Rep. Mike Honda (D-CA):

[S]omething similarly sinister is returning to our country. Rep. Peter King, R-N.Y., is organizing congressional hearings on Muslim Americans. These hearings are scheduled to take place within the House Homeland Security Committee.

Rep. King’s intent seems clear: To cast suspicion upon all Muslim Americans and to stoke the fires of anti-Muslim prejudice and Islamophobia. By framing his hearings as an investigation of the American Muslim community, the implication is that we should be suspicious of our Muslim neighbors, co-workers or classmates solely on the basis of their religion.

This should be deeply troubling to Americans of all races and religions. An investigation specifically targeting a single religion implies, erroneously, a dangerous disloyalty, with one broad sweep of the discriminatory brush.

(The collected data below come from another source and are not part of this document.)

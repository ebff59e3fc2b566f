//! SQLite driver backed by rusqlite

//!
//! Result sets are streamed: each [`Cursor::fetch`] steps the statement once.

use ouroboros::self_referencing;
use rusqlite::types::{Value as SqlValue, ValueRef};
use std::collections::BTreeMap;
use std::rc::Rc;
use std::sync::Arc;
use tracing::debug;

use super::driver::{
    BufferedCursor, Cursor, Driver, DriverError, ErrorInfo, FetchMode, Handle, ParamMap, Row,
    ServerInfo, Value,
};
use super::engine::{ConnectSpec, Engine};

/// Generic SQLSTATE reported for SQLite failures
const SQLITE_SQLSTATE: &str = "HY000";

/// Driver for the `sqlite:` DSN
#[derive(Debug, Default, Clone, Copy)]
pub struct SqliteDriver;

impl Driver for SqliteDriver {
    fn name(&self) -> &str {
        "sqlite"
    }

    fn connect(&self, spec: &ConnectSpec) -> Result<Box<dyn Handle>, DriverError> {
        if spec.engine != Engine::Sqlite {
            return Err(DriverError::new(format!(
                "sqlite driver cannot open a {} connection",
                spec.engine
            )));
        }
        let path = spec
            .dsn
            .strip_prefix("sqlite:")
            .ok_or_else(|| DriverError::new(format!("not a sqlite DSN: {}", spec.dsn)))?;

        let conn = rusqlite::Connection::open(path).map_err(driver_error)?;
        debug!("opened sqlite database at {}", path);

        Ok(Box::new(SqliteHandle {
            conn: Rc::new(conn),
            path: path.to_string(),
            column_case: ColumnCase::from_options(&spec.options),
            last_error: ErrorInfo::default(),
        }))
    }
}

/// Column-name case folding requested through the `case` driver option
#[derive(Debug, Clone, Copy, PartialEq, Eq)]
enum ColumnCase {
    Natural,
    Lower,
    Upper,
}

impl ColumnCase {
    fn from_options(options: &BTreeMap<String, String>) -> Self {
        match options.get("case").map(|c| c.to_lowercase()).as_deref() {
            Some("lower") => ColumnCase::Lower,
            Some("upper") => ColumnCase::Upper,
            _ => ColumnCase::Natural,
        }
    }

    fn apply(&self, name: &str) -> String {
        match self {
            ColumnCase::Natural => name.to_string(),
            ColumnCase::Lower => name.to_lowercase(),
            ColumnCase::Upper => name.to_uppercase(),
        }
    }
}

struct SqliteHandle {
    /// Shared with the cursors of open result sets
    conn: Rc<rusqlite::Connection>,
    path: String,
    column_case: ColumnCase,
    last_error: ErrorInfo,
}

impl SqliteHandle {
    fn track<T>(&mut self, result: Result<T, DriverError>) -> Result<T, DriverError> {
        match &result {
            Ok(_) => self.last_error = ErrorInfo::default(),
            Err(e) => self.last_error = e.info(),
        }
        result
    }

    fn run_statement(
        &self,
        sql: &str,
        params: &ParamMap,
        fetch: Option<FetchMode>,
    ) -> Result<Box<dyn Cursor>, DriverError> {
        let mut columns: Vec<String> = Vec::new();
        let column_case = self.column_case;
        let mut cell = RowCell::try_new(
            Rc::clone(&self.conn),
            |conn| {
                prepare_bound(conn, sql, params).map(|stmt| {
                    columns = stmt
                        .column_names()
                        .into_iter()
                        .map(|c| column_case.apply(c))
                        .collect();
                    stmt
                })
            },
            |stmt| Ok::<_, DriverError>(stmt.raw_query()),
        )?;

        if columns.is_empty() {
            // no result set: a single step runs the statement to completion
            cell.with_rows_mut(|rows| rows.next().map(|_| ()))
                .map_err(driver_error)?;
            let affected = usize::try_from(self.conn.changes()).unwrap_or(usize::MAX);
            return Ok(Box::new(BufferedCursor::affected(affected)));
        }

        Ok(Box::new(SqliteCursor {
            columns: Arc::from(columns),
            mode: fetch.unwrap_or_default(),
            cell,
        }))
    }
}

fn prepare_bound<'c>(
    conn: &'c rusqlite::Connection,
    sql: &str,
    params: &ParamMap,
) -> Result<rusqlite::Statement<'c>, DriverError> {
    let mut stmt = conn.prepare(sql).map_err(driver_error)?;

    for param in params.iter() {
        let index = match stmt.parameter_index(&param.name).map_err(driver_error)? {
            Some(index) => Some(index),
            None => stmt
                .parameter_index(&format!(":{}", param.name))
                .map_err(driver_error)?,
        };
        let index = index.ok_or_else(|| {
            DriverError::new(format!("unknown parameter {}", param.name))
                .with_sqlstate(SQLITE_SQLSTATE)
        })?;
        stmt.raw_bind_parameter(index, to_sql_value(param.coerced()))
            .map_err(driver_error)?;
    }
    Ok(stmt)
}

/// A prepared statement and its open result, kept alongside the connection they borrow
#[self_referencing]
struct RowCell {
    conn: Rc<rusqlite::Connection>,
    #[borrows(conn)]
    #[not_covariant]
    stmt: rusqlite::Statement<'this>,
    #[borrows(mut stmt)]
    #[not_covariant]
    rows: rusqlite::Rows<'this>,
}

/// Cursor stepping the SQLite statement once per fetch
struct SqliteCursor {
    columns: Arc<[String]>,
    mode: FetchMode,
    cell: RowCell,
}

impl Cursor for SqliteCursor {
    fn columns(&self) -> &[String] {
        &self.columns
    }

    fn fetch(&mut self) -> Result<Option<Row>, DriverError> {
        let width = self.columns.len();
        loop {
            let values = self.cell.with_rows_mut(|rows| -> Result<_, DriverError> {
                let Some(row) = rows.next().map_err(driver_error)? else {
                    return Ok(None);
                };
                let mut values = Vec::with_capacity(width);
                for i in 0..width {
                    values.push(from_value_ref(row.get_ref(i).map_err(driver_error)?));
                }
                Ok(Some(values))
            })?;
            let Some(values) = values else {
                return Ok(None);
            };
            if let Some(row) = Row::new(self.columns.clone(), values).shaped(self.mode) {
                return Ok(Some(row));
            }
        }
    }

    fn rows_affected(&self) -> usize {
        0
    }
}

impl Handle for SqliteHandle {
    fn execute_command(&mut self, sql: &str) -> Result<(), DriverError> {
        let result = self.conn.execute_batch(sql).map_err(driver_error);
        self.track(result)
    }

    fn run(
        &mut self,
        sql: &str,
        params: &ParamMap,
        fetch: Option<FetchMode>,
    ) -> Result<Box<dyn Cursor>, DriverError> {
        let result = self.run_statement(sql, params, fetch);
        self.track(result)
    }

    fn begin(&mut self) -> Result<(), DriverError> {
        self.execute_command("BEGIN")
    }

    fn commit(&mut self) -> Result<(), DriverError> {
        self.execute_command("COMMIT")
    }

    fn rollback(&mut self) -> Result<(), DriverError> {
        self.execute_command("ROLLBACK")
    }

    fn last_insert_id(&mut self) -> Result<Value, DriverError> {
        Ok(Value::Integer(self.conn.last_insert_rowid()))
    }

    fn error_info(&self) -> ErrorInfo {
        self.last_error.clone()
    }

    fn server_info(&self) -> ServerInfo {
        ServerInfo {
            driver: "sqlite".to_string(),
            server: None,
            client: Some(format!("rusqlite (libsqlite3 {})", rusqlite::version())),
            version: Some(rusqlite::version().to_string()),
            connection: Some(format!(
                "{}{}",
                self.path,
                if self.conn.is_autocommit() {
                    ""
                } else {
                    " (in transaction)"
                }
            )),
        }
    }
}

fn driver_error(e: rusqlite::Error) -> DriverError {
    match &e {
        rusqlite::Error::SqliteFailure(err, message) => DriverError::new(
            message.clone().unwrap_or_else(|| err.to_string()),
        )
        .with_code(err.extended_code as i64)
        .with_sqlstate(SQLITE_SQLSTATE),
        _ => DriverError::new(e.to_string()).with_sqlstate(SQLITE_SQLSTATE),
    }
}

fn to_sql_value(value: Value) -> SqlValue {
    match value {
        Value::Null => SqlValue::Null,
        Value::Integer(i) => SqlValue::Integer(i),
        Value::Real(r) => SqlValue::Real(r),
        Value::Text(s) => SqlValue::Text(s),
        Value::Blob(b) => SqlValue::Blob(b),
        Value::Bool(b) => SqlValue::Integer(b as i64),
    }
}

fn from_value_ref(value: ValueRef<'_>) -> Value {
    match value {
        ValueRef::Null => Value::Null,
        ValueRef::Integer(i) => Value::Integer(i),
        ValueRef::Real(r) => Value::Real(r),
        ValueRef::Text(t) => Value::Text(String::from_utf8_lossy(t).into_owned()),
        ValueRef::Blob(b) => Value::Blob(b.to_vec()),
    }
}
//! Live schema introspection

use serde_json::{json, Map, Value as Json};
use std::collections::BTreeSet;

use super::error::MigrationError;
use super::snapshot::SchemaDescriptor;
use crate::database::{
    Connection, DbError, Engine, ParamMap, Row, SqlBuilder, StandardBuilder, Value,
};

/// Reads the live schema of a data store
pub trait SchemaAdapter {
    /// Describe every table as `{ columns, indexes, options }`
    fn schema(&mut self, conn: &mut Connection) -> Result<SchemaDescriptor, MigrationError>;

    fn quote_table_name(&self, name: &str) -> String;

    fn quote_column_name(&self, name: &str) -> String;
}

/// Introspection through SQLite's `sqlite_master` and `PRAGMA` tables
#[derive(Debug, Clone)]
pub struct SqliteSchemaAdapter {
    quoting: StandardBuilder,
    ignored: BTreeSet<String>,
}

impl Default for SqliteSchemaAdapter {
    fn default() -> Self {
        SqliteSchemaAdapter {
            quoting: StandardBuilder::new(Engine::Sqlite, ""),
            ignored: BTreeSet::new(),
        }
    }
}

impl SqliteSchemaAdapter {
    pub fn new() -> Self {
        Self::default()
    }

    /// Leave a table out of the descriptor, e.g. the migration tracking table
    pub fn ignore_table(mut self, table: impl Into<String>) -> Self {
        self.ignored.insert(table.into());
        self
    }

    fn rows(&self, conn: &mut Connection, sql: &str) -> Result<Vec<Row>, MigrationError> {
        let rows = match conn.exec(sql, &ParamMap::new(), None)? {
            Some(mut cursor) => cursor.fetch_all().map_err(|source| DbError::Statement {
                sql: sql.to_string(),
                source,
            })?,
            None => Vec::new(),
        };
        Ok(rows)
    }

    fn tables(&self, conn: &mut Connection) -> Result<Vec<String>, MigrationError> {
        let rows = self.rows(
            conn,
            "SELECT name FROM sqlite_master WHERE type = 'table' AND name NOT LIKE 'sqlite_%' ORDER BY name",
        )?;
        Ok(rows
            .iter()
            .filter_map(|row| text(row, "name"))
            .filter(|name| !self.ignored.contains(name))
            .collect())
    }

    fn columns(&self, conn: &mut Connection, table: &str) -> Result<Map<String, Json>, MigrationError> {
        let sql = format!("PRAGMA table_info({})", self.quote_table_name(table));
        let mut columns = Map::new();
        for row in self.rows(conn, &sql)? {
            let Some(name) = text(&row, "name") else {
                continue;
            };
            columns.insert(
                name,
                json!({
                    "type": text(&row, "type").unwrap_or_default(),
                    "notnull": integer(&row, "notnull") != 0,
                    "default": row.get("dflt_value").map(to_json).unwrap_or(Json::Null),
                    "pk": integer(&row, "pk"),
                }),
            );
        }
        Ok(columns)
    }

    fn indexes(&self, conn: &mut Connection, table: &str) -> Result<Map<String, Json>, MigrationError> {
        let sql = format!("PRAGMA index_list({})", self.quote_table_name(table));
        let mut indexes = Map::new();
        for row in self.rows(conn, &sql)? {
            let Some(name) = text(&row, "name") else {
                continue;
            };
            if name.starts_with("sqlite_autoindex") {
                continue;
            }
            let info = format!("PRAGMA index_info({})", self.quote_table_name(&name));
            let columns: Vec<Json> = self
                .rows(conn, &info)?
                .iter()
                .filter_map(|r| text(r, "name"))
                .map(Json::String)
                .collect();
            indexes.insert(
                name,
                json!({
                    "columns": columns,
                    "unique": integer(&row, "unique") != 0,
                }),
            );
        }
        Ok(indexes)
    }
}

impl SchemaAdapter for SqliteSchemaAdapter {
    fn schema(&mut self, conn: &mut Connection) -> Result<SchemaDescriptor, MigrationError> {
        let mut descriptor = SchemaDescriptor::new();
        for table in self.tables(conn)? {
            let columns = self.columns(conn, &table)?;
            let indexes = self.indexes(conn, &table)?;
            descriptor.insert(
                table,
                json!({
                    "columns": columns,
                    "indexes": indexes,
                    "options": {},
                }),
            );
        }
        Ok(descriptor)
    }

    fn quote_table_name(&self, name: &str) -> String {
        self.quoting.table_quote(name)
    }

    fn quote_column_name(&self, name: &str) -> String {
        self.quoting.column_quote(name)
    }
}

fn text(row: &Row, column: &str) -> Option<String> {
    row.get(column).and_then(Value::to_text)
}

fn integer(row: &Row, column: &str) -> i64 {
    row.get(column).and_then(Value::to_integer).unwrap_or(0)
}

fn to_json(value: &Value) -> Json {
    match value {
        Value::Null => Json::Null,
        Value::Integer(i) => json!(i),
        Value::Real(r) => json!(r),
        Value::Bool(b) => json!(b),
        other => Json::String(other.to_text().unwrap_or_default()),
    }
}
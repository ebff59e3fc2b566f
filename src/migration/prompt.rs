//! Interactive questions asked while generating a migration

use std::io::{self, BufRead, Write};

/// Asks the user for input
pub trait Prompter {
    /// Ask a free-form question; the answer is returned trimmed
    fn ask(&mut self, question: &str) -> io::Result<String>;

    /// Ask a yes/no question; an empty answer yields `default`
    fn confirm(&mut self, question: &str, default: bool) -> io::Result<bool>;
}

/// Prompter reading answers line by line from `input` and writing questions to `output`
pub struct ConsolePrompter<R, W> {
    input: R,
    output: W,
}

impl ConsolePrompter<io::StdinLock<'static>, io::Stdout> {
    /// Prompter on the process's standard input and output
    pub fn stdio() -> Self {
        ConsolePrompter {
            input: io::stdin().lock(),
            output: io::stdout(),
        }
    }
}

impl<R: BufRead, W: Write> ConsolePrompter<R, W> {
    pub fn new(input: R, output: W) -> Self {
        ConsolePrompter { input, output }
    }

    fn read_answer(&mut self, prompt: &str) -> io::Result<String> {
        write!(self.output, "{}", prompt)?;
        self.output.flush()?;
        let mut line = String::new();
        self.input.read_line(&mut line)?;
        Ok(line.trim().to_string())
    }
}

impl<R: BufRead, W: Write> Prompter for ConsolePrompter<R, W> {
    fn ask(&mut self, question: &str) -> io::Result<String> {
        self.read_answer(&format!("{} ", question))
    }

    fn confirm(&mut self, question: &str, default: bool) -> io::Result<bool> {
        let hint = if default { "[Y/n]" } else { "[y/N]" };
        let answer = self.read_answer(&format!("{} {} ", question, hint))?;
        if answer.is_empty() {
            return Ok(default);
        }
        Ok(answer.to_lowercase().starts_with('y'))
    }
}

#[cfg(test)]
mod tests {
    use super::*;
    use std::io::Cursor;

    #[test]
    fn test_ask_trims_answer() {
        let mut output = Vec::new();
        let mut prompter = ConsolePrompter::new(Cursor::new("  add users \n"), &mut output);
        assert_eq!(prompter.ask("Migration name:").unwrap(), "add users");
        drop(prompter);
        assert_eq!(String::from_utf8(output).unwrap(), "Migration name: ");
    }

    #[test]
    fn test_confirm() {
        let mut prompter = ConsolePrompter::new(Cursor::new("\nyes\nN\nmaybe\n"), io::sink());
        assert!(prompter.confirm("Overwrite schema file?", true).unwrap());
        assert!(prompter.confirm("Overwrite schema file?", false).unwrap());
        assert!(!prompter.confirm("Overwrite schema file?", true).unwrap());
        assert!(!prompter.confirm("Overwrite schema file?", true).unwrap());
        // end of input takes the default
        assert!(!prompter.confirm("Overwrite schema file?", false).unwrap());
    }
}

This is an extremely dangerous precedent.  Singling out a group of people is wrong on so many levels that I don’t really know where to start.  There’s religion and constitutionality.  This reminds me of McCarthyism and the search for activities that he (Senator McCarthy) deemed un-American in some way.  Peter King seems to be doing the same thing with his investigation into Islam.  Cohen is right in his view that this will provide a huge amount of fodder for the bigots in our country.  They don’t need any more excuses.  No one denies that radical Islam exists.  But there are radical groups all over the country that need to be looked at.

I don’t think it’s a bad thing to investigate domestic terrorism.  But when you pin it all on one group, that’s a problem.  Who’s next, if this is allowed to stand?  Jews?  Gays?  Roman Catholics?  We’ve seen the slippery slope in our country with McCarthy’s excesses.  History repeats itself over and over.  It can’t be allowed to again in this case.